2012/06/01, 12:30 PM
(Edited:
rj57wdqszc
- 2012/06/01, 12:43 PM)
Like Benjo before. Eat more meals. Also I have found that if I eat fruit. Not juice. Not protein. But good old fruit. It keeps my energy level up through the workout and regulates my sugar. I will still be hungry afterwards but I stop at my portion wait five minutes and I'm fine. This helps me from over eating. Also make sure you are adequately hydrated and drink a glass of water before each meal and during exercise.
Sample day for me
Sn: 6 oz of fruit, blended.
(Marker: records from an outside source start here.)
//! Core configuration types: values, merging and snapshots.

mod data;
mod value;

pub use data::{Data, ProviderType};
pub use value::{ConfigMap, Value, deep_merge};
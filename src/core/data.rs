//! Configuration snapshots handed out by providers.

use crate::core::value::{ConfigMap, Value};
use crate::error::{ConfigError, Result};
use serde::de::DeserializeOwned;
use serde::{Deserialize, Serialize};
use std::fmt;

/// Identifies which kind of provider produced a snapshot.
#[derive(Debug, Clone, Copy, PartialEq, Eq, Hash, Default, Serialize, Deserialize)]
#[serde(rename_all = "lowercase")]
#[non_exhaustive]
pub enum ProviderType {
    /// Files read from a configuration directory.
    #[default]
    File,
}

impl fmt::Display for ProviderType {
    fn fmt(&self, f: &mut fmt::Formatter<'_>) -> fmt::Result {
        match self {
            Self::File => f.write_str("file"),
        }
    }
}

/// One fully merged configuration snapshot.
///
/// Snapshots are produced fresh on every load and never mutated afterwards;
/// receivers take ownership of them.
///
/// # Examples
///
/// ```rust
/// use dirconfig::core::{ConfigMap, Data, ProviderType, Value};
///
/// let mut config = ConfigMap::new();
/// config.insert("port".to_string(), Value::Integer(8080));
///
/// let data = Data::new(ProviderType::File, config);
/// assert_eq!(data.get("port").and_then(Value::as_i64), Some(8080));
/// ```
#[derive(Debug, Clone, PartialEq, Default, Serialize)]
pub struct Data {
    provider_type: ProviderType,
    config: ConfigMap,
}

impl Data {
    /// Create a snapshot from a provider tag and its merged payload.
    pub fn new(provider_type: ProviderType, config: ConfigMap) -> Self {
        Self {
            provider_type,
            config,
        }
    }

    /// An empty snapshot for the given provider.
    pub fn empty(provider_type: ProviderType) -> Self {
        Self::new(provider_type, ConfigMap::new())
    }

    /// The provider that produced this snapshot.
    pub fn provider_type(&self) -> ProviderType {
        self.provider_type
    }

    /// The merged configuration tree.
    pub fn config(&self) -> &ConfigMap {
        &self.config
    }

    /// Consume the snapshot, returning the merged configuration tree.
    pub fn into_config(self) -> ConfigMap {
        self.config
    }

    /// Look up a top-level key.
    pub fn get(&self, key: &str) -> Option<&Value> {
        self.config.get(key)
    }

    /// Returns `true` if the snapshot carries no configuration.
    pub fn is_empty(&self) -> bool {
        self.config.is_empty()
    }

    /// Deserialize the snapshot into a typed configuration struct.
    ///
    /// # Errors
    ///
    /// Returns [`ConfigError::DeserializationError`] if the tree does not
    /// match the shape of `T`.
    ///
    /// # Examples
    ///
    /// ```rust
    /// use dirconfig::core::{ConfigMap, Data, ProviderType, Value};
    /// use serde::Deserialize;
    ///
    /// #[derive(Deserialize)]
    /// struct AppConfig {
    ///     port: u16,
    /// }
    ///
    /// let mut config = ConfigMap::new();
    /// config.insert("port".to_string(), Value::Integer(8080));
    ///
    /// let app: AppConfig = Data::new(ProviderType::File, config).deserialize_into().unwrap();
    /// assert_eq!(app.port, 8080);
    /// ```
    pub fn deserialize_into<T>(&self) -> Result<T>
    where
        T: DeserializeOwned,
    {
        let tree = serde_json::to_value(&self.config)
            .map_err(|e| ConfigError::DeserializationError(e.to_string()))?;
        serde_json::from_value(tree).map_err(|e| ConfigError::DeserializationError(e.to_string()))
    }
}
Exercise.
Breakfast: turkey bacon egg sandwhich
sn: fruit/ nuts
Lunch:Half turkey sandwhich with spicy mustard
sn: whole grain tortilla chips and salsa
dinner: apple pecan chicken salad ( with romaine lettuce)
dessert: frozen yogurt
Eating smaller meals curbs hunger. You start having trouble not skipping meals because you feel like your eating all the time. Biggest mealss are breakfast around 350 cals and dinner around 400. Total cal count is 1600. If ou want to go lower than that benjo menu is perfect but I CRAVE good food. And by good I mean meat. I know their are other ways to get enough protein but none quite hit that spot in my brain, if you know what I mean.